|THE WEEKLY RUNDOWN FOR JAN. 24|
|By Aileen Gallagher||
Send it back. China has forced thousands of North Korean refugees to return to their impoverished homeland or hideout in mountains to escape capture by police. China has been supporting the North Korean government (also Communist) to keep it in power and to prevent the torrents of refugees who will likely show up at already-overpopulated China’s doorstep if Pyonyang topples. China considers the North Koreans “economic migrants” who have no legal reason to remain in the country. Human rights groups call them “refugees,” and claim those sent back to North Korea face imprisonment, torture and possible death.
And there’s your pick-me-up from the Weekly Rundown. We’re like soothing FM radio around here.

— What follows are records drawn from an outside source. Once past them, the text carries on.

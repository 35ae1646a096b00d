//! secp256k1 public key with Graphene-specific functionality.
//!
//! Parses compressed or uncompressed SEC1, serializes compressed, and handles hex encoding and
//! conversion to and from Graphene address strings.

use k256::elliptic_curve::sec1::ToEncodedPoint;
use k256::ProjectivePoint;
use std::fmt;

use crate::ec::address::Address;
use crate::PrimitivesError;

/// Length of a compressed public key in bytes (prefix + 32 byte x-coordinate).
pub const COMPRESSED_LEN: usize = 33;

/// A secp256k1 public key.
///
/// Wraps a k256 `PublicKey`, which is guaranteed to be a valid, non-identity
/// point on the curve.
#[derive(Clone, Debug)]
pub struct PublicKey {
    inner: k256::PublicKey,
}

impl PublicKey {
    /// Create a PublicKey from raw SEC1 encoded bytes.
    ///
    /// Accepts both compressed (33-byte) and uncompressed (65-byte) formats.
    ///
    /// # Arguments
    /// * `bytes` - SEC1-encoded public key bytes.
    ///
    /// # Returns
    /// `Ok(PublicKey)` on success, or an error if the bytes don't represent a valid point.
    pub fn from_bytes(bytes: &[u8]) -> Result<Self, PrimitivesError> {
        if bytes.is_empty() {
            return Err(PrimitivesError::InvalidPublicKey(
                "pubkey bytes are empty".to_string(),
            ));
        }
        let inner = k256::PublicKey::from_sec1_bytes(bytes)
            .map_err(|_| PrimitivesError::PointNotOnCurve)?;
        Ok(PublicKey { inner })
    }

    /// Create a PublicKey from a hex-encoded SEC1 string.
    pub fn from_hex(hex_str: &str) -> Result<Self, PrimitivesError> {
        let bytes = hex::decode(hex_str)?;
        Self::from_bytes(&bytes)
    }

    /// Parse a Graphene address string (e.g. `BTS6M...`) with the given prefix.
    ///
    /// # Arguments
    /// * `address` - The address string.
    /// * `prefix` - The chain's address prefix, such as `BTS`.
    ///
    /// # Returns
    /// `Ok(PublicKey)` on success, or an error for a wrong prefix, bad Base58,
    /// a checksum mismatch or an invalid point.
    pub fn from_address(address: &str, prefix: &str) -> Result<Self, PrimitivesError> {
        Ok(Address::parse(address, prefix)?.public_key().clone())
    }

    /// Serialize the public key in compressed SEC1 format (33 bytes).
    ///
    /// The first byte is 0x02 (even Y) or 0x03 (odd Y), followed by the 32-byte X coordinate.
    /// This is the canonical encoding used on the wire.
    pub fn to_compressed(&self) -> [u8; COMPRESSED_LEN] {
        let point = self.inner.to_encoded_point(true);
        let mut out = [0u8; COMPRESSED_LEN];
        out.copy_from_slice(point.as_bytes());
        out
    }

    /// Serialize the public key as a lowercase hexadecimal string (compressed format).
    pub fn to_hex(&self) -> String {
        hex::encode(self.to_compressed())
    }

    /// Derive the Graphene address string for this key.
    ///
    /// # Arguments
    /// * `prefix` - The chain's address prefix, such as `BTS`.
    ///
    /// # Returns
    /// `prefix || base58(compressed || RIPEMD-160(compressed)[..4])`.
    pub fn to_address(&self, prefix: &str) -> String {
        Address::new(self.clone(), prefix).to_string()
    }

    /// Construct a PublicKey from a k256 `PublicKey`.
    pub(crate) fn from_k256_public_key(inner: k256::PublicKey) -> Self {
        PublicKey { inner }
    }

    /// Convert this public key to a k256 `ProjectivePoint` for EC arithmetic.
    pub(crate) fn to_projective_point(&self) -> ProjectivePoint {
        self.inner.to_projective()
    }
}

impl PartialEq for PublicKey {
    fn eq(&self, other: &Self) -> bool {
        self.to_compressed() == other.to_compressed()
    }
}

impl Eq for PublicKey {}

impl fmt::Display for PublicKey {
    fn fmt(&self, f: &mut fmt::Formatter<'_>) -> fmt::Result {
        write!(f, "{}", self.to_hex())
    }
}
//! Memo shared-secret derivation.
//!
//! The secret is the 32-byte big-endian x-coordinate of `their_pub * my_priv`.
//! Both parties arrive at the same value: `derive(a, B) == derive(b, A)`.

use bts_primitives::ec::{PrivateKey, PublicKey};

use crate::MemoError;

/// Length of the derived shared secret in bytes.
pub const SHARED_SECRET_LEN: usize = 32;

/// Derive the memo shared secret between `private_key` and `public_key`.
///
/// # Arguments
/// * `private_key` - This party's private key.
/// * `public_key` - The counterparty's public key.
///
/// # Returns
/// The x-coordinate of the ECDH point, or the curve library's error wrapped as
/// `MemoError::Primitives`.
pub fn derive_shared_secret(
    private_key: &PrivateKey,
    public_key: &PublicKey,
) -> Result<[u8; SHARED_SECRET_LEN], MemoError> {
    let point = private_key.derive_shared_secret(public_key)?;
    let compressed = point.to_compressed();
    let mut secret = [0u8; SHARED_SECRET_LEN];
    secret.copy_from_slice(&compressed[1..]);
    Ok(secret)
}

#[cfg(test)]
mod tests {
    use super::*;

    #[test]
    fn test_known_shared_secret() {
        let sender = PrivateKey::from_bytes(&[0x01; 32]).unwrap();
        let recipient = PrivateKey::from_bytes(&[0x02; 32]).unwrap();
        let secret = derive_shared_secret(&sender, &recipient.pub_key()).unwrap();
        assert_eq!(
            hex::encode(secret),
            "d0158a38faf6118af133af12d9bfa388eab4a08d1a2088ea6e6ec1269e03567f"
        );
    }

    #[test]
    fn test_shared_secret_symmetry() {
        let a = PrivateKey::new();
        let b = PrivateKey::new();
        assert_eq!(
            derive_shared_secret(&a, &b.pub_key()).unwrap(),
            derive_shared_secret(&b, &a.pub_key()).unwrap()
        );
    }

    #[test]
    fn test_distinct_counterparties_give_distinct_secrets() {
        let a = PrivateKey::new();
        let b = PrivateKey::new();
        let c = PrivateKey::new();
        assert_ne!(
            derive_shared_secret(&a, &b.pub_key()).unwrap(),
            derive_shared_secret(&a, &c.pub_key()).unwrap()
        );
    }
}
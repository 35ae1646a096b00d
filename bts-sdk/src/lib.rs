#![deny(missing_docs)]

//! Graphene/BitShares SDK - Complete SDK.
//!
//! Re-exports all SDK components for convenient single-crate usage.

pub use bts_primitives as primitives;
pub use bts_memo as memo;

It’s still legal. Wednesday marked the 30th anniversary of Roe v. Wade. The resulting opinion made abortion legal throughout the land and created a political litmus test of “pro-life” or “pro-choice” in the decades that followed. This year, pro-choice activists rallied with greater urgency than usual, feeling that a Republican White House and Congress will toughen abortion laws. Six Democratic presidential hopefuls publicly stated their support of what Richard Gephardt, once an ardent pro-lifer, termed a “question of choice.”
Keeping in touch with the homeland: Former Pennsylvania Governor Tom Ridge was unanimously approved by the U.S. Senate on Wednesday as head of the new Department of Homeland Security. The Senate voted 94-0 to approve Ridge for the job, which entails leading the nation’s big bureaucracy: 170,000 government employees working for 22 separate agencies. Good thing we’ve got that color-coded system going to keep everything straight; the department doesn’t even have its own office yet. We guessing that puts us at Alert: Teal.

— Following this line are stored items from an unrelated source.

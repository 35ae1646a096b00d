//! Memo configuration and wire-format limits.

use bts_primitives::ec::DEFAULT_ADDRESS_PREFIX;

/// Largest ciphertext the one-byte binary length field can describe.
pub const MAX_CIPHERTEXT_LEN: usize = u8::MAX as usize;

/// Binary version byte of the empty memo. Nothing follows it.
pub const MEMO_VERSION_EMPTY: u8 = 0x00;

/// Binary version byte of a fully-formed memo.
pub const MEMO_VERSION_FULL: u8 = 0x01;

/// Length of the SHA-256 integrity prefix stored ahead of the plaintext.
pub const CHECKSUM_LEN: usize = 4;

/// Address prefix of the public test network.
pub const TESTNET_ADDRESS_PREFIX: &str = "TEST";

/// Chain-specific settings used when rendering and parsing memo addresses.
#[derive(Debug, Clone, PartialEq, Eq)]
pub struct MemoConfig {
    /// Prefix of `from`/`to` address strings, e.g. `BTS`.
    pub address_prefix: String,
}

impl MemoConfig {
    /// BitShares main network (`BTS`).
    pub fn mainnet() -> Self {
        Self::with_prefix(DEFAULT_ADDRESS_PREFIX)
    }

    /// BitShares public testnet (`TEST`).
    pub fn testnet() -> Self {
        Self::with_prefix(TESTNET_ADDRESS_PREFIX)
    }

    /// Any other Graphene chain.
    pub fn with_prefix(prefix: &str) -> Self {
        MemoConfig {
            address_prefix: prefix.to_string(),
        }
    }
}

impl Default for MemoConfig {
    fn default() -> Self {
        Self::mainnet()
    }
}

#[cfg(test)]
mod tests {
    use super::*;

    #[test]
    fn test_named_configs() {
        assert_eq!(MemoConfig::default(), MemoConfig::mainnet());
        assert_eq!(MemoConfig::mainnet().address_prefix, "BTS");
        assert_eq!(MemoConfig::testnet().address_prefix, "TEST");
        assert_eq!(MemoConfig::with_prefix("GPH").address_prefix, "GPH");
        assert_eq!(MAX_CIPHERTEXT_LEN, 255);
    }
}
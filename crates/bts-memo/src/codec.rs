//! Memo encryption and decryption.
//!
//! Encoding:
//! 1. resolve the nonce (explicit, or generated from the global strengthener
//!    mixed with the current time),
//! 2. `secret = ECDH(sender_priv, recipient_pub)`,
//! 3. `key_material = secret || nonce`,
//! 4. `payload = SHA-256(plaintext)[..4] || plaintext`,
//! 5. `ciphertext = cipher.encrypt(payload, key_material)`.
//!
//! Decoding reverses the steps with either party's private key and verifies
//! the 4-byte prefix before handing back the plaintext.

use bts_primitives::ec::{PrivateKey, PublicKey};
use bts_primitives::hash::sha256;
use tracing::{debug, warn};
use zeroize::Zeroize;

use crate::cipher::{AesCbcCipher, MemoCipher};
use crate::config::{MemoConfig, CHECKSUM_LEN};
use crate::ecdh::{derive_shared_secret, SHARED_SECRET_LEN};
use crate::memo::Memo;
use crate::nonce::{Nonce, NONCE_LEN};
use crate::MemoError;

const KEY_MATERIAL_LEN: usize = SHARED_SECRET_LEN + NONCE_LEN;

/// Encrypts and decrypts memos with a pluggable cipher.
#[derive(Debug, Clone)]
pub struct MemoCodec<C: MemoCipher = AesCbcCipher> {
    config: MemoConfig,
    cipher: C,
}

impl MemoCodec<AesCbcCipher> {
    /// A codec using the standard AES-256-CBC memo cipher.
    pub fn new(config: MemoConfig) -> Self {
        MemoCodec {
            config,
            cipher: AesCbcCipher,
        }
    }
}

impl Default for MemoCodec<AesCbcCipher> {
    fn default() -> Self {
        Self::new(MemoConfig::default())
    }
}

impl<C: MemoCipher> MemoCodec<C> {
    /// A codec using a custom cipher.
    pub fn with_cipher(config: MemoConfig, cipher: C) -> Self {
        MemoCodec { config, cipher }
    }

    /// The chain settings used for address rendering.
    pub fn config(&self) -> &MemoConfig {
        &self.config
    }

    /// Encrypt `plaintext` from `sender` to `recipient`.
    ///
    /// # Arguments
    /// * `sender` - The sender's private key; its public key is stored in the memo.
    /// * `recipient` - The recipient's public key.
    /// * `plaintext` - Message bytes.
    /// * `nonce` - An explicit nonce, or `None`/`Some(0)` to generate one.
    ///
    /// # Returns
    /// A fully-formed `Memo`, or the first error raised by key agreement or
    /// the cipher. No memo is produced on failure.
    pub fn encode(
        &self,
        sender: &PrivateKey,
        recipient: &PublicKey,
        plaintext: &[u8],
        nonce: Option<u64>,
    ) -> Result<Memo, MemoError> {
        let generated = matches!(nonce, None | Some(0));
        let nonce = Nonce::resolve(nonce);

        let mut secret = derive_shared_secret(sender, recipient)?;
        let mut key_material = key_material(&secret, &nonce);
        secret.zeroize();

        let mut payload = Vec::with_capacity(CHECKSUM_LEN + plaintext.len());
        payload.extend_from_slice(&checksum(plaintext));
        payload.extend_from_slice(plaintext);

        let result = self.cipher.encrypt(&payload, &key_material);
        payload.zeroize();
        key_material.zeroize();
        let ciphertext = result?;

        debug!(
            to = %recipient.to_address(&self.config.address_prefix),
            generated_nonce = generated,
            ciphertext_len = ciphertext.len(),
            "memo encoded"
        );
        Ok(Memo::from_parts(sender.pub_key(), recipient.clone(), nonce, ciphertext))
    }

    /// Decrypt a memo and return the raw plaintext bytes.
    ///
    /// `key` may belong to either the sender or the recipient.
    ///
    /// # Returns
    /// The plaintext, `IncompleteMemo` for the empty memo, `KeyMismatch` when
    /// `key` belongs to neither party, or `IntegrityMismatch` when the
    /// ciphertext was tampered with.
    pub fn decode_bytes(&self, memo: &Memo, key: &PrivateKey) -> Result<Vec<u8>, MemoError> {
        let (sender, recipient, nonce, ciphertext) = match (
            memo.sender(),
            memo.recipient(),
            memo.nonce(),
            memo.ciphertext(),
        ) {
            (Some(s), Some(r), Some(n), Some(c)) => (s, r, n, c),
            _ => return Err(MemoError::IncompleteMemo),
        };

        let own = key.pub_key();
        let counterparty = if &own == recipient {
            sender
        } else if &own == sender {
            recipient
        } else {
            return Err(MemoError::KeyMismatch {
                key: own.to_address(&self.config.address_prefix),
            });
        };

        let mut secret = derive_shared_secret(key, counterparty)?;
        let mut key_material = key_material(&secret, nonce);
        secret.zeroize();
        let result = self.cipher.decrypt(ciphertext, &key_material);
        key_material.zeroize();

        let mut payload = match result {
            Ok(payload) => payload,
            Err(MemoError::IntegrityMismatch) => {
                warn!(nonce = %nonce, "memo failed to decrypt cleanly");
                return Err(MemoError::IntegrityMismatch);
            }
            Err(e) => return Err(e),
        };

        if payload.len() < CHECKSUM_LEN
            || checksum(&payload[CHECKSUM_LEN..]) != payload[..CHECKSUM_LEN]
        {
            payload.zeroize();
            warn!(nonce = %nonce, "memo checksum mismatch");
            return Err(MemoError::IntegrityMismatch);
        }

        debug!(
            from = %counterparty.to_address(&self.config.address_prefix),
            ciphertext_len = ciphertext.len(),
            "memo decoded"
        );
        Ok(payload.split_off(CHECKSUM_LEN))
    }

    /// Decrypt a memo and return the plaintext as text.
    ///
    /// # Returns
    /// The plaintext, any error from [`MemoCodec::decode_bytes`], or
    /// `InvalidUtf8` if the verified plaintext is not UTF-8.
    pub fn decode(&self, memo: &Memo, key: &PrivateKey) -> Result<String, MemoError> {
        let bytes = self.decode_bytes(memo, key)?;
        String::from_utf8(bytes).map_err(|_| MemoError::InvalidUtf8)
    }
}

fn key_material(secret: &[u8; SHARED_SECRET_LEN], nonce: &Nonce) -> [u8; KEY_MATERIAL_LEN] {
    let mut out = [0u8; KEY_MATERIAL_LEN];
    out[..SHARED_SECRET_LEN].copy_from_slice(secret);
    out[SHARED_SECRET_LEN..].copy_from_slice(nonce.as_bytes());
    out
}

fn checksum(plaintext: &[u8]) -> [u8; CHECKSUM_LEN] {
    let digest = sha256(plaintext);
    let mut out = [0u8; CHECKSUM_LEN];
    out.copy_from_slice(&digest[..CHECKSUM_LEN]);
    out
}

#[cfg(test)]
mod tests {
    use super::*;

    fn keys() -> (PrivateKey, PrivateKey) {
        (
            PrivateKey::from_bytes(&[0x01; 32]).unwrap(),
            PrivateKey::from_bytes(&[0x02; 32]).unwrap(),
        )
    }

    #[test]
    fn test_checksum_prefix() {
        assert_eq!(hex::encode(checksum(b"hello")), "2cf24dba");
    }

    #[test]
    fn test_key_material_layout() {
        let secret = [0xaa; SHARED_SECRET_LEN];
        let km = key_material(&secret, &Nonce::from_u64(42));
        assert_eq!(&km[..32], &secret[..]);
        assert_eq!(&km[32..], &[0, 0, 0, 0, 0, 0, 0, 42]);
    }

    #[test]
    fn test_golden_ciphertext() {
        let (sender, recipient) = keys();
        let codec = MemoCodec::new(MemoConfig::default());
        let memo = codec
            .encode(&sender, &recipient.pub_key(), b"hello", Some(42))
            .unwrap();
        assert_eq!(hex::encode(memo.ciphertext().unwrap()), "e751bef11ff2192cf9038089fdeadcaf");
        assert_eq!(codec.decode(&memo, &recipient).unwrap(), "hello");
        assert_eq!(codec.decode(&memo, &sender).unwrap(), "hello");
    }

    #[test]
    fn test_decode_with_unrelated_key() {
        let (sender, recipient) = keys();
        let codec = MemoCodec::new(MemoConfig::default());
        let memo = codec
            .encode(&sender, &recipient.pub_key(), b"hello", Some(42))
            .unwrap();
        let stranger = PrivateKey::from_bytes(&[0x03; 32]).unwrap();
        match codec.decode(&memo, &stranger) {
            Err(MemoError::KeyMismatch { key }) => assert!(key.starts_with("BTS")),
            other => panic!("expected KeyMismatch, got {:?}", other),
        }
    }

    #[test]
    fn test_decode_empty_memo() {
        let (_, recipient) = keys();
        assert!(matches!(
            MemoCodec::new(MemoConfig::default()).decode(&Memo::empty(), &recipient),
            Err(MemoError::IncompleteMemo)
        ));
    }

    #[test]
    fn test_non_utf8_plaintext() {
        let (sender, recipient) = keys();
        let codec = MemoCodec::new(MemoConfig::testnet());
        let memo = codec
            .encode(&sender, &recipient.pub_key(), &[0xff, 0xfe, 0x00], Some(7))
            .unwrap();
        assert_eq!(codec.decode_bytes(&memo, &recipient).unwrap(), vec![0xff, 0xfe, 0x00]);
        assert!(matches!(codec.decode(&memo, &recipient), Err(MemoError::InvalidUtf8)));
    }
}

You want profits with that? McDonald’s posted its first-ever quarterly loss Thursday, saying $203.4 million went missing in the deep fryer. Revenue was up in the fourth quarter of 2002 (October-December), but the expenses related to closing 719 underperforming restaurants soured the bottom line. Residents of McDonaldland will be evicted at hundreds more stores in 2003, the company said. (Mayor McCheese was not available for comment.)

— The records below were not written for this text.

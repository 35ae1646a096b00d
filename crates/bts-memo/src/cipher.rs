//! The symmetric cipher seam used by the memo codec.

use bts_primitives::aes::CbcKey;
use bts_primitives::PrimitivesError;

use crate::MemoError;

/// Deterministic symmetric encryption keyed by raw key material.
///
/// For memos the key material is `shared_secret || nonce`. Implementations
/// must return the same output for the same inputs, and should report a
/// payload that fails to decrypt cleanly as `IntegrityMismatch`.
pub trait MemoCipher {
    /// Encrypt `payload` under `key_material`.
    fn encrypt(&self, payload: &[u8], key_material: &[u8]) -> Result<Vec<u8>, MemoError>;

    /// Decrypt `ciphertext` under `key_material`.
    fn decrypt(&self, ciphertext: &[u8], key_material: &[u8]) -> Result<Vec<u8>, MemoError>;
}

/// AES-256-CBC with PKCS#7 padding, key and IV taken from `SHA-512(key_material)`.
///
/// This is the cipher Graphene nodes and wallets use for memos.
#[derive(Debug, Clone, Copy, Default)]
pub struct AesCbcCipher;

impl MemoCipher for AesCbcCipher {
    fn encrypt(&self, payload: &[u8], key_material: &[u8]) -> Result<Vec<u8>, MemoError> {
        Ok(CbcKey::from_seed(key_material).encrypt(payload))
    }

    fn decrypt(&self, ciphertext: &[u8], key_material: &[u8]) -> Result<Vec<u8>, MemoError> {
        CbcKey::from_seed(key_material)
            .decrypt(ciphertext)
            .map_err(|e| match e {
                PrimitivesError::InvalidPadding => MemoError::IntegrityMismatch,
                other => MemoError::Primitives(other),
            })
    }
}

#[cfg(test)]
mod tests {
    use super::*;

    #[test]
    fn test_aes_cbc_is_deterministic() {
        let cipher = AesCbcCipher;
        let a = cipher.encrypt(b"payload", b"key material").unwrap();
        let b = cipher.encrypt(b"payload", b"key material").unwrap();
        assert_eq!(a, b);
        assert_eq!(cipher.decrypt(&a, b"key material").unwrap(), b"payload");
    }

    #[test]
    fn test_aes_cbc_error_mapping() {
        let cipher = AesCbcCipher;
        assert!(matches!(
            cipher.decrypt(&[0u8; 15], b"k"),
            Err(MemoError::Primitives(PrimitivesError::DecryptionError(_)))
        ));

        // Most arbitrary blocks decrypt to invalid padding.
        let key = CbcKey::from_seed(b"k");
        let mut block = [0u8; 16];
        for candidate in 0u8..=255 {
            block[0] = candidate;
            if let Err(PrimitivesError::InvalidPadding) = key.decrypt(&block) {
                assert!(matches!(
                    cipher.decrypt(&block, b"k"),
                    Err(MemoError::IntegrityMismatch)
                ));
                return;
            }
        }
        panic!("no block with invalid padding found");
    }
}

In happier news, a federal judge tossed out a lawsuit Wednesday accusing McDonald’s of causing obesity in teens. The judge pointed out that there are other places to eat besides McDonald’s, which, if you live in the nation’s suburbs, is a point you might debate. The teens now plan on hitting IHOP for the Never Ending Pancake deal. Careful of that bottomless cup of coffee; it could be hot.
Praise the voters! Rev. Al Sharpton – who, as Saturday Night Live’s Tina Fey constantly points out, has never held an actual job -- filed his intention to run for president on Tuesday. Sharpton has run for office three times in New York (once for mayor and twice for the Senate) and couldn’t even win the primary. The AP reported that Sharpton planned to “bring the party back to its liberal roots.” Sharpton’s Harlem headquarters caught fire on Wednesday. Seeking to soften his image for voters, Sharpton did not blame the fire on white people. (It was electrical, actually. But we think the wires might have been white.)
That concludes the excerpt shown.